We are living in a pharmacological driven health care system. The vast majority of the population has consumed, at some point of time, prescription medication for any number of ailments. From painkillers to chemotherapy agents, we are taking drugs that, in most cases, are meant to help. However, a lot of what goes in must come out. All those prescription drugs end up being flushed down the toilet and released into our water sources, our lakes, rivers, etc.
The release of pharmaceuticals into the water system can have unwanted effects on our health, our environment, and our future in ways we do not yet understand. Earlier this week, CBC News published an article regarding the presence of prescription drugs that have been found in Canadian water sources. After reading this article, we couldn’t help but be a little concerned about our drinking water being contaminated by these drugs. Also, a recently released Canadian study (PDF) reported record-breaking levels of certain prescription medications found in river water in southwestern Ontario.
In 2013, a group of researchers found high levels of drugs in the Great Lakes and deemed their findings an “environmental concern.” Traces of acetaminophen, antibiotics, steroids, codeine, hormones, and dozens of other chemicals were all found in the tested water.
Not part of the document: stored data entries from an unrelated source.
// SPDX-License-Identifier: Apache-2.0
// © James Ross Ω FLYING•ROBOTS <https://github.com/flyingrobots>
//! Error taxonomy for path resolution and expansion.
use std::collections::BTreeSet;

use thiserror::Error;

use crate::ident::ResourceId;
use crate::record::ConcreteEdge;
use crate::value::PropertyError;

/// Errors raised while resolving and expanding edges.
///
/// Validity violations are not errors: checks report them as `Ok(false)` so
/// the caller can move on to the next candidate.
#[derive(Debug, Clone, PartialEq, Eq, Error)]
pub enum ResolveError {
    /// No template path survives filtering.
    #[error("no path found from {from} to {to} satisfying attributes {attributes:?}")]
    NoPath {
        /// Requested source.
        from: ResourceId,
        /// Requested target.
        to: ResourceId,
        /// Required attributes that could not be satisfied.
        attributes: BTreeSet<String>,
    },
    /// Path selection produced an empty winner.
    #[error("empty path selected for {from} -> {to}")]
    EmptyPath {
        /// Requested source.
        from: ResourceId,
        /// Requested target.
        to: ResourceId,
    },
    /// The knowledge base has no template for the type.
    #[error("no resource template for {0}")]
    MissingResourceTemplate(ResourceId),
    /// The knowledge base has no edge template for the type pair.
    #[error("no edge template for {from} -> {to}")]
    MissingEdgeTemplate {
        /// Source type.
        from: ResourceId,
        /// Target type.
        to: ResourceId,
    },
    /// A resource referenced by id is not in the graph.
    #[error("resource {0} not found in graph")]
    MissingResource(ResourceId),
    /// A path does not line up with the resources it is applied to.
    #[error("path mismatch: {0}")]
    PathMismatch(String),
    /// A template declaration is inconsistent.
    #[error("invalid template {id}: {reason}")]
    InvalidTemplate {
        /// Offending template.
        id: ResourceId,
        /// What is wrong with it.
        reason: String,
    },
    /// Two knowledge bases define the same template.
    #[error("duplicate template {0}")]
    DuplicateTemplate(String),
    /// Typed property access failed.
    #[error("property error on {id}: {source}")]
    Property {
        /// Resource whose property was accessed.
        id: ResourceId,
        /// Underlying failure.
        source: PropertyError,
    },
    /// Wraps an error with the resource it concerns.
    #[error("{id}: {source}")]
    Resource {
        /// Resource under evaluation.
        id: ResourceId,
        /// Underlying failure.
        source: Box<ResolveError>,
    },
    /// An emitted edge fails uniqueness validation.
    #[error("expansion of {from} -> {to} emitted invalid edge {edge}")]
    InvalidExpansion {
        /// Requested source.
        from: ResourceId,
        /// Requested target.
        to: ResourceId,
        /// Edge that failed validation.
        edge: ConcreteEdge,
    },
    /// Several independent failures.
    #[error("{}", render_all(.0))]
    Multiple(Vec<ResolveError>),
}

fn render_all(errors: &[ResolveError]) -> String {
    errors
        .iter()
        .map(ToString::to_string)
        .collect::<Vec<_>>()
        .join("; ")
}

impl ResolveError {
    /// Wraps `source` with the resource id it concerns.
    #[must_use]
    pub fn for_resource(id: &ResourceId, source: Self) -> Self {
        Self::Resource {
            id: id.clone(),
            source: Box::new(source),
        }
    }

    /// Wraps a property failure with the resource id it concerns.
    #[must_use]
    pub fn property(id: &ResourceId, source: PropertyError) -> Self {
        Self::Property {
            id: id.clone(),
            source,
        }
    }

    /// Joins collected errors. Nested joins are flattened; an empty list
    /// yields `None` and a single error is returned unwrapped.
    #[must_use]
    pub fn join(errors: Vec<Self>) -> Option<Self> {
        let mut flat = Vec::with_capacity(errors.len());
        for err in errors {
            match err {
                Self::Multiple(inner) => flat.extend(inner),
                other => flat.push(other),
            }
        }
        match flat.len() {
            0 => None,
            1 => flat.pop(),
            _ => Some(Self::Multiple(flat)),
        }
    }

    /// Number of leaf errors carried.
    #[must_use]
    pub fn leaf_count(&self) -> usize {
        match self {
            Self::Multiple(inner) => inner.iter().map(Self::leaf_count).sum(),
            _ => 1,
        }
    }
}

/// Shorthand for results in this crate.
pub type ResolveResult<T> = Result<T, ResolveError>;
It has been over fourteen years since the effects of pharmaceuticals in our drinking water first came into light in the article, Drugged Drinking Water (PDF). Since then, scientists have been able to show evidence that drugs are creating “intersex” fish, with males developing eggs in their male organs, putting the species’ survival in jeopardy.
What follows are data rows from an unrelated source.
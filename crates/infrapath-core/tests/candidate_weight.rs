// SPDX-License-Identifier: Apache-2.0
// © James Ross Ω FLYING•ROBOTS <https://github.com/flyingrobots>
//! Candidate scoring over branching topologies.

#![allow(missing_docs)]
use proptest::prelude::*;

use infrapath_core::{CandidateScorer, GraphView, ResourceGraph, ResourceId, TemplateKb};
use infrapath_dry_tests::{rid, GraphBuilder, KbBuilder};

fn kb() -> TemplateKb {
    KbBuilder::new()
        .typed("lambda_function", &["compute"])
        .typed("rds_instance", &["storage"])
        .typed("link", &[])
        .typed("rds_proxy", &[])
        .build()
        .expect("kb")
}

/// Chain `source -> .. -> candidate -> .. -> target` with `hops` edges on
/// each side of the candidate.
fn branch(builder: GraphBuilder, tag: &str, hops: usize) -> (GraphBuilder, ResourceId) {
    let (source, target) = (rid("lambda_function", "api"), rid("rds_instance", "db"));
    let candidate = rid("rds_proxy", tag);
    let mut builder = builder.resource(candidate.clone());
    for (side, from, to) in [("up", &source, &candidate), ("down", &candidate, &target)] {
        let mut prev = from.clone();
        for i in 1..hops {
            let link = rid("link", &format!("{tag}_{side}_{i}"));
            builder = builder.resource(link.clone()).edge(&prev, &link);
            prev = link;
        }
        builder = builder.edge(&prev, to);
    }
    (builder, candidate)
}

fn two_branches(near_hops: usize, far_hops: usize) -> (ResourceGraph, ResourceId, ResourceId) {
    let base = GraphBuilder::new()
        .resource(rid("lambda_function", "api"))
        .resource(rid("rds_instance", "db"));
    let (base, near) = branch(base, "near", near_hops);
    let (base, far) = branch(base, "far", far_hops);
    (base.build().expect("graph"), near, far)
}

#[test]
fn closer_candidate_ranks_first() {
    let kb = kb();
    let (graph, near, far) = two_branches(2, 3);
    let empty = ResourceGraph::new();
    let scorer = CandidateScorer::new(&kb, GraphView::new(&graph));
    let (source, target) = (rid("lambda_function", "api"), rid("rds_instance", "db"));

    let ranked = scorer
        .rank_candidates(&source, &target, &[far.clone(), near.clone()], GraphView::new(&empty))
        .expect("ranking");
    assert_eq!(ranked[0].0, near);
    assert_eq!(ranked[1].0, far);
    assert!(ranked[0].1 > ranked[1].1);
}

#[test]
fn adjacent_candidate_earns_direct_bonus() {
    let kb = kb();
    let (graph, near, far) = two_branches(1, 2);
    let empty = ResourceGraph::new();
    let scorer = CandidateScorer::new(&kb, GraphView::new(&graph));
    let (source, target) = (rid("lambda_function", "api"), rid("rds_instance", "db"));
    let result = GraphView::new(&empty);

    let near_weight = scorer
        .weight(&source, &target, &near, result)
        .expect("weight");
    let far_weight = scorer.weight(&source, &target, &far, result).expect("weight");
    // 10 + 10 adjacency, budget 10 - 1 - 2 - 1.
    assert_eq!(near_weight, 26);
    // 5 + 5 glue adjacency, budget 10 - 2 - 2 - 1.
    assert_eq!(far_weight, 15);
}

#[test]
fn candidate_already_in_result_gets_bonus() {
    let kb = kb();
    let (graph, near, _) = two_branches(2, 3);
    let scorer = CandidateScorer::new(&kb, GraphView::new(&graph));
    let (source, target) = (rid("lambda_function", "api"), rid("rds_instance", "db"));
    let empty = ResourceGraph::new();
    let with_near = GraphBuilder::new()
        .resource(near.clone())
        .build()
        .expect("result graph");

    let base = scorer
        .weight(&source, &target, &near, GraphView::new(&empty))
        .expect("weight");
    let boosted = scorer
        .weight(&source, &target, &near, GraphView::new(&with_near))
        .expect("weight");
    assert_eq!(boosted, base + 9);
}

proptest! {
    #![proptest_config(ProptestConfig::with_cases(24))]

    #[test]
    fn weight_never_favors_the_farther_branch(near_hops in 1usize..5, extra in 1usize..4) {
        let kb = kb();
        let (graph, near, far) = two_branches(near_hops, near_hops + extra);
        let empty = ResourceGraph::new();
        let scorer = CandidateScorer::new(&kb, GraphView::new(&graph));
        let (source, target) = (rid("lambda_function", "api"), rid("rds_instance", "db"));
        let result = GraphView::new(&empty);

        let near_weight = scorer.weight(&source, &target, &near, result).expect("near");
        let far_weight = scorer.weight(&source, &target, &far, result).expect("far");
        prop_assert!(near_weight >= far_weight, "near {near_weight} < far {far_weight}");
    }
}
And while this is an obvious issue when it comes to sea life, there hasn’t been any solid proof about the potential damage to humans. While trace amounts for each individual chemical are low, there is concern about what sort of damage they can cause when mixed.
When it comes to our health, there are so many questions about the presence of these chemicals in our water and what, if any, effect it may have on our bodies. For instance, behavioral changes, hormonal changes and even reproductive toxicities can be damaging. All of these areas should be studied although the complexities of these studies would be challenging.
The World Health Organization admits there is a “knowledge gap” when it comes to “assessing the risks associated with long-term exposure to low concentrations” of drugs and “the combined effects of mixtures of pharmaceuticals.”